Sunday, June 30, 2013

Sunday morning toons: We hold these truths to be self-evident:

That leakers of sensitive security information must must be hunted down like the traitors they are, or are said to be, while ignoring the importance of what they revealed (unless it's the government doing the leaking itself in order to manipulate public opinion, in which case Bob's your uncle);

That latecomers to the demise of Jim Crow are entitled to use racist epithets and fantasize about slave plantation-themed catered affairs, while still keeping their media and product empire intact and maintaining their innocence even if they were already 20 years old when Martin Luther King was assassinated;

That they can indeed be aided and abetted in such save-our-confederate-heritage claptrap by a Supreme Court who has put us on the fast track to Jim Crow II;

And that same-sex married couples now enjoy the same federal rights and benefits that straight married couples enjoy – unless they live in, for instance, Oregon, in which case no, they can't.

Today's toons were selected after a marathon philological donnybrook as to whether it really is “inalienable” or “unalienable,” from the week's pages at Cartoon Movement, GoComics, McClatchyDC.com, About.com, Daryl Cagle, and other fine sources.

p3 Picks of the Week: Mike Luckovich, Jack Ohman, Lee Judge, Nate Beeler, Nick Anderson, John Cole, Ron Tornoe, John Darkow, Clay Bennett, Matt Wuerker, Jen Sorenson, and Monte Wolverton.

p3 Best of Show: Clay Bennett.

p3 Legion of Merit (Three-year Delay): Jen Sorensen.

p3 Certificate of Harmonic Toon Convergence: Adam Zyglis and Jack Ohman.

p3 Certificate of Harmonic Toon Convergence, Part 2: Nick Anderson and R. J. Matson.

p3 Award for Best Adaptation from Another Medium: Jack Hunter. The story of how he landed his work on the cover is interesting, too. The real scandal, though? $6.99 cover price for The New Yorker.

p3 World Toon Review: Miguel Villalba Sanchez (Spain), and Rachel Gold (Austria).
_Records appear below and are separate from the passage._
//! Configuration module for the protocol watcher.
//!
//! This module provides a layered configuration system that supports:
//! - Default values
//! - TOML configuration file
//! - Environment variable overrides
//! - CLI argument overrides
//!
//! # Environment Variables
//!
//! Environment variables must be prefixed with `PW_` and use double underscores
//! to separate nested levels:
//! - `PW_WATCH__ROOT=/data/session` sets `watch.root`
//! - `PW_WATCH__MIRROR_ENABLED=true` sets `watch.mirror_enabled`
//! - `PW_SCHEDULER__MIN_INTERVAL_SECS=30` sets `scheduler.min_interval_secs`

use figment::{
    Figment,
    providers::{Env, Format, Serialized, Toml},
};
use serde::{Deserialize, Serialize};
use std::collections::HashMap;
use std::path::{Path, PathBuf};
use std::time::Duration;

use crate::error::ConfigError;
use crate::protocol::element::ElementType;
use crate::protocol::profile::InstrumentProfile;
use crate::watcher::retry::RetryPolicy;

/// Directory holding the settings file, searched from cwd upwards.
pub const CONFIG_DIR: &str = ".protowatch";

#[derive(Debug, Deserialize, Serialize, Clone)]
pub struct Settings {
    /// Version of the configuration schema
    #[serde(default = "default_version")]
    pub version: u32,

    /// Watched tree and mirror settings
    #[serde(default)]
    pub watch: WatchConfig,

    /// Retry settings for mirror and dispatch operations
    #[serde(default)]
    pub retry: RetryConfig,

    /// File stability polling
    #[serde(default)]
    pub stability: StabilityConfig,

    /// External update debouncing
    #[serde(default)]
    pub scheduler: SchedulerConfig,

    /// Protocol document settings
    #[serde(default)]
    pub protocol: ProtocolConfig,

    /// Per element type pattern overrides
    #[serde(default)]
    pub classifier: ClassifierConfig,

    /// Logging levels
    #[serde(default)]
    pub logging: LoggingConfig,
}

#[derive(Debug, Deserialize, Serialize, Clone)]
pub struct WatchConfig {
    /// Directory written by the instrument software. Required.
    #[serde(skip_serializing_if = "Option::is_none")]
    pub root: Option<PathBuf>,

    /// Destination of the mirrored tree. Required when mirroring is enabled.
    #[serde(skip_serializing_if = "Option::is_none")]
    pub mirror_root: Option<PathBuf>,

    /// Replicate the watched tree under `mirror_root`
    #[serde(default = "default_false")]
    pub mirror_enabled: bool,

    /// Match patterns case sensitively
    #[serde(default = "default_false")]
    pub case_sensitive: bool,

    /// Drop directory events entirely instead of always passing them
    #[serde(default = "default_false")]
    pub ignore_directories: bool,

    /// Files never mirrored nor classified (editor and transfer temp files)
    #[serde(default = "default_mirror_excludes")]
    pub mirror_excludes: Vec<String>,

    /// Compare mirrored copies byte for byte after copying
    #[serde(default = "default_false")]
    pub verify_copies: bool,

    /// Copy attempts before reporting a divergent mirror
    #[serde(default = "default_verify_attempts")]
    pub verify_attempts: u32,
}

#[derive(Debug, Deserialize, Serialize, Clone)]
pub struct RetryConfig {
    /// Attempts for each mirror operation
    #[serde(default = "default_mirror_attempts")]
    pub mirror_attempts: u32,

    /// Fixed wait between mirror attempts in milliseconds
    #[serde(default = "default_mirror_wait_ms")]
    pub mirror_wait_ms: u64,

    /// Attempts for each dispatch operation
    #[serde(default = "default_dispatch_attempts")]
    pub dispatch_attempts: u32,

    /// First wait between dispatch attempts in milliseconds
    #[serde(default = "default_dispatch_wait_min_ms")]
    pub dispatch_wait_min_ms: u64,

    /// Increment added to the dispatch wait after each failure
    #[serde(default = "default_dispatch_wait_step_ms")]
    pub dispatch_wait_step_ms: u64,

    /// Upper bound of the dispatch wait
    #[serde(default = "default_dispatch_wait_max_ms")]
    pub dispatch_wait_max_ms: u64,
}

#[derive(Debug, Deserialize, Serialize, Clone)]
pub struct StabilityConfig {
    /// Give up waiting for a growing file after this many polls
    #[serde(default = "default_max_polls")]
    pub max_polls: u32,
}

#[derive(Debug, Deserialize, Serialize, Clone)]
pub struct SchedulerConfig {
    /// Minimum time between two pushes to the document store
    #[serde(default = "default_min_interval_secs")]
    pub min_interval_secs: u64,

    /// Pushes only happen while fewer events than this are queued
    #[serde(default = "default_queue_threshold")]
    pub queue_threshold: usize,

    /// Re-check held back updates after the queue was idle this long
    #[serde(default = "default_idle_flush_ms")]
    pub idle_flush_ms: u64,
}

#[derive(Debug, Deserialize, Serialize, Clone)]
pub struct ProtocolConfig {
    /// Instrument profile used to build the dispatch registry
    #[serde(default)]
    pub instrument: InstrumentProfile,

    /// Protocol title, defaults to the watched directory name
    #[serde(skip_serializing_if = "Option::is_none")]
    pub title: Option<String>,

    /// Where the JSON snapshot publisher writes the document
    #[serde(skip_serializing_if = "Option::is_none")]
    pub snapshot_path: Option<PathBuf>,

    /// Start with the remote entry locked
    #[serde(default = "default_false")]
    pub read_only: bool,
}

#[derive(Debug, Default, Deserialize, Serialize, Clone)]
pub struct ClassifierConfig {
    /// Replacement patterns keyed by element type
    #[serde(default)]
    pub overrides: HashMap<ElementType, GuesserConfig>,
}

#[derive(Debug, Deserialize, Serialize, Clone)]
pub struct GuesserConfig {
    /// Regexes a path must match
    pub include: Vec<String>,

    /// Regexes that veto a match
    #[serde(default)]
    pub exclude: Vec<String>,
}

#[derive(Debug, Deserialize, Serialize, Clone)]
pub struct LoggingConfig {
    /// Default level for all modules
    #[serde(default = "default_log_level")]
    pub default: String,

    /// Per-target overrides; pipeline components may be named bare, e.g.
    /// `mirror = "debug"`
    #[serde(default)]
    pub modules: HashMap<String, String>,
}

// Default value functions
fn default_version() -> u32 { 1 }
fn default_false() -> bool { false }
fn default_verify_attempts() -> u32 { 3 }
fn default_mirror_attempts() -> u32 { 5 }
fn default_mirror_wait_ms() -> u64 { 500 }
fn default_dispatch_attempts() -> u32 { 5 }
fn default_dispatch_wait_min_ms() -> u64 { 500 }
fn default_dispatch_wait_step_ms() -> u64 { 500 }
fn default_dispatch_wait_max_ms() -> u64 { 5_000 }
fn default_max_polls() -> u32 { 600 }
fn default_min_interval_secs() -> u64 { 60 }
fn default_queue_threshold() -> usize { 2 }
fn default_idle_flush_ms() -> u64 { 2_000 }
fn default_log_level() -> String { "warn".to_string() }

fn default_mirror_excludes() -> Vec<String> {
    vec![
        r"\.tmp$".to_string(),
        r"\.temp$".to_string(),
        r"\.part$".to_string(),
        r"~$".to_string(),
        r"(^|/)~\$[^/]*$".to_string(),
        r"(^|/)\.DS_Store$".to_string(),
        r"(^|/)Thumbs\.db$".to_string(),
    ]
}

impl Default for Settings {
    fn default() -> Self {
        Self {
            version: default_version(),
            watch: WatchConfig::default(),
            retry: RetryConfig::default(),
            stability: StabilityConfig::default(),
            scheduler: SchedulerConfig::default(),
            protocol: ProtocolConfig::default(),
            classifier: ClassifierConfig::default(),
            logging: LoggingConfig::default(),
        }
    }
}

impl Default for WatchConfig {
    fn default() -> Self {
        Self {
            root: None,
            mirror_root: None,
            mirror_enabled: false,
            case_sensitive: false,
            ignore_directories: false,
            mirror_excludes: default_mirror_excludes(),
            verify_copies: false,
            verify_attempts: default_verify_attempts(),
        }
    }
}

impl Default for RetryConfig {
    fn default() -> Self {
        Self {
            mirror_attempts: default_mirror_attempts(),
            mirror_wait_ms: default_mirror_wait_ms(),
            dispatch_attempts: default_dispatch_attempts(),
            dispatch_wait_min_ms: default_dispatch_wait_min_ms(),
            dispatch_wait_step_ms: default_dispatch_wait_step_ms(),
            dispatch_wait_max_ms: default_dispatch_wait_max_ms(),
        }
    }
}

impl Default for StabilityConfig {
    fn default() -> Self {
        Self {
            max_polls: default_max_polls(),
        }
    }
}

impl Default for SchedulerConfig {
    fn default() -> Self {
        Self {
            min_interval_secs: default_min_interval_secs(),
            queue_threshold: default_queue_threshold(),
            idle_flush_ms: default_idle_flush_ms(),
        }
    }
}

impl Default for ProtocolConfig {
    fn default() -> Self {
        Self {
            instrument: InstrumentProfile::default(),
            title: None,
            snapshot_path: None,
            read_only: false,
        }
    }
}

impl Default for LoggingConfig {
    fn default() -> Self {
        Self {
            default: default_log_level(),
            modules: HashMap::new(),
        }
    }
}

impl RetryConfig {
    /// Fixed back-off used around mirror operations.
    pub fn mirror_policy(&self) -> RetryPolicy {
        RetryPolicy::fixed(self.mirror_attempts, Duration::from_millis(self.mirror_wait_ms))
    }

    /// Incrementing back-off used around dispatch operations.
    pub fn dispatch_policy(&self) -> RetryPolicy {
        RetryPolicy::incrementing(
            self.dispatch_attempts,
            Duration::from_millis(self.dispatch_wait_min_ms),
            Duration::from_millis(self.dispatch_wait_step_ms),
            Duration::from_millis(self.dispatch_wait_max_ms),
        )
    }
}

impl SchedulerConfig {
    pub fn min_interval(&self) -> Duration {
        Duration::from_secs(self.min_interval_secs)
    }

    pub fn idle_flush(&self) -> Duration {
        Duration::from_millis(self.idle_flush_ms)
    }
}

impl Settings {
    /// Load configuration from all sources
    pub fn load() -> Result<Self, ConfigError> {
        let config_path = Self::find_workspace_config()
            .unwrap_or_else(|| PathBuf::from(CONFIG_DIR).join("settings.toml"));
        Self::load_from(config_path)
    }

    /// Load configuration from a specific file, still honouring `PW_` overrides
    pub fn load_from(path: impl AsRef<Path>) -> Result<Self, ConfigError> {
        Figment::new()
            .merge(Serialized::defaults(Settings::default()))
            .merge(Toml::file(path.as_ref()))
            // Double underscore separates nested levels, single underscore
            // stays part of the field name
            .merge(Env::prefixed("PW_").map(|key| {
                key.as_str().to_lowercase().replace("__", ".").into()
            }))
            .extract()
            .map_err(|e| ConfigError::Load(Box::new(e)))
    }

    /// Find `.protowatch/settings.toml` from the current directory up to root
    fn find_workspace_config() -> Option<PathBuf> {
        let current = std::env::current_dir().ok()?;

        for ancestor in current.ancestors() {
            let config_dir = ancestor.join(CONFIG_DIR);
            if config_dir.is_dir() {
                return Some(config_dir.join("settings.toml"));
            }
        }

        None
    }

    /// Check the parameters the engine cannot start without.
    pub fn validate(&self) -> Result<(), ConfigError> {
        let root = self.watch_root()?;
        if !root.is_absolute() {
            return Err(ConfigError::InvalidValue {
                parameter: "watch.root".to_string(),
                reason: format!("{} is not an absolute path", root.display()),
            });
        }

        if self.watch.mirror_enabled {
            let mirror = self.mirror_root()?;
            if mirror == root {
                return Err(ConfigError::InvalidValue {
                    parameter: "watch.mirror_root".to_string(),
                    reason: "mirror root must differ from the watched root".to_string(),
                });
            }
        }

        if self.retry.mirror_attempts == 0 || self.retry.dispatch_attempts == 0 {
            return Err(ConfigError::InvalidValue {
                parameter: "retry".to_string(),
                reason: "attempt counts must be at least 1".to_string(),
            });
        }

        Ok(())
    }

    /// The watched root, or the fatal missing-parameter error.
    pub fn watch_root(&self) -> Result<&Path, ConfigError> {
        self.watch
            .root
            .as_deref()
            .ok_or_else(|| ConfigError::MissingParameter {
                parameter: "watch.root".to_string(),
            })
    }

    /// The mirror root, or the fatal missing-parameter error.
    pub fn mirror_root(&self) -> Result<&Path, ConfigError> {
        self.watch
            .mirror_root
            .as_deref()
            .ok_or_else(|| ConfigError::MissingParameter {
                parameter: "watch.mirror_root".to_string(),
            })
    }

    /// Save current configuration to file
    pub fn save(&self, path: impl AsRef<Path>) -> Result<(), Box<dyn std::error::Error>> {
        let parent = path.as_ref().parent().ok_or("Invalid path")?;
        std::fs::create_dir_all(parent)?;

        let toml_string = toml::to_string_pretty(self)?;
        std::fs::write(path, toml_string)?;

        Ok(())
    }

    /// Create a default settings file watching the current directory
    pub fn init_config_file(force: bool) -> Result<PathBuf, Box<dyn std::error::Error>> {
        let config_path = PathBuf::from(CONFIG_DIR).join("settings.toml");

        if !force && config_path.exists() {
            return Err("Configuration file already exists. Use --force to overwrite".into());
        }

        let mut settings = Settings::default();
        if let Ok(current_dir) = std::env::current_dir() {
            settings.watch.root = Some(current_dir);
        }

        settings.save(&config_path)?;
        Ok(config_path)
    }
}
Ann Telnaes sees a problem.


Mark Fiore draws an unexpected parallel.


Taiwan's Next Media Animation gives their own special kind of love to last week's filibuster in the Texas lege by Wendy Davis.


A few weeks ago, Time.com got the p3 Wag of the Finger for not mentioning the names of the artists who produce the political cartoons they put on their Cartoons of the Week page. Problem solved: They've discontinued the Cartoon of the Week feature. In doing so, they join Slate.com, who jettisoned their political cartoon feature (called "Cartoonbox"), except Doonesbury, a few months ago.


Tom Tomorrow reminds us once again: If you believe in Bigfoot, you're a crank, but if you believe that an invisible hand guides our economy toward optimal outcomes, you're a Chicago School economist.


Keith Knight has a project looking for a green light.


Tom the Dancing Bug sings, everybody's got something to hide, 'cept for Gavin Smith.


Wherever you might think Red Meat's encounter between Mr. Bix and Ted Johnson's son is going after panel #1, trust me: It ain't.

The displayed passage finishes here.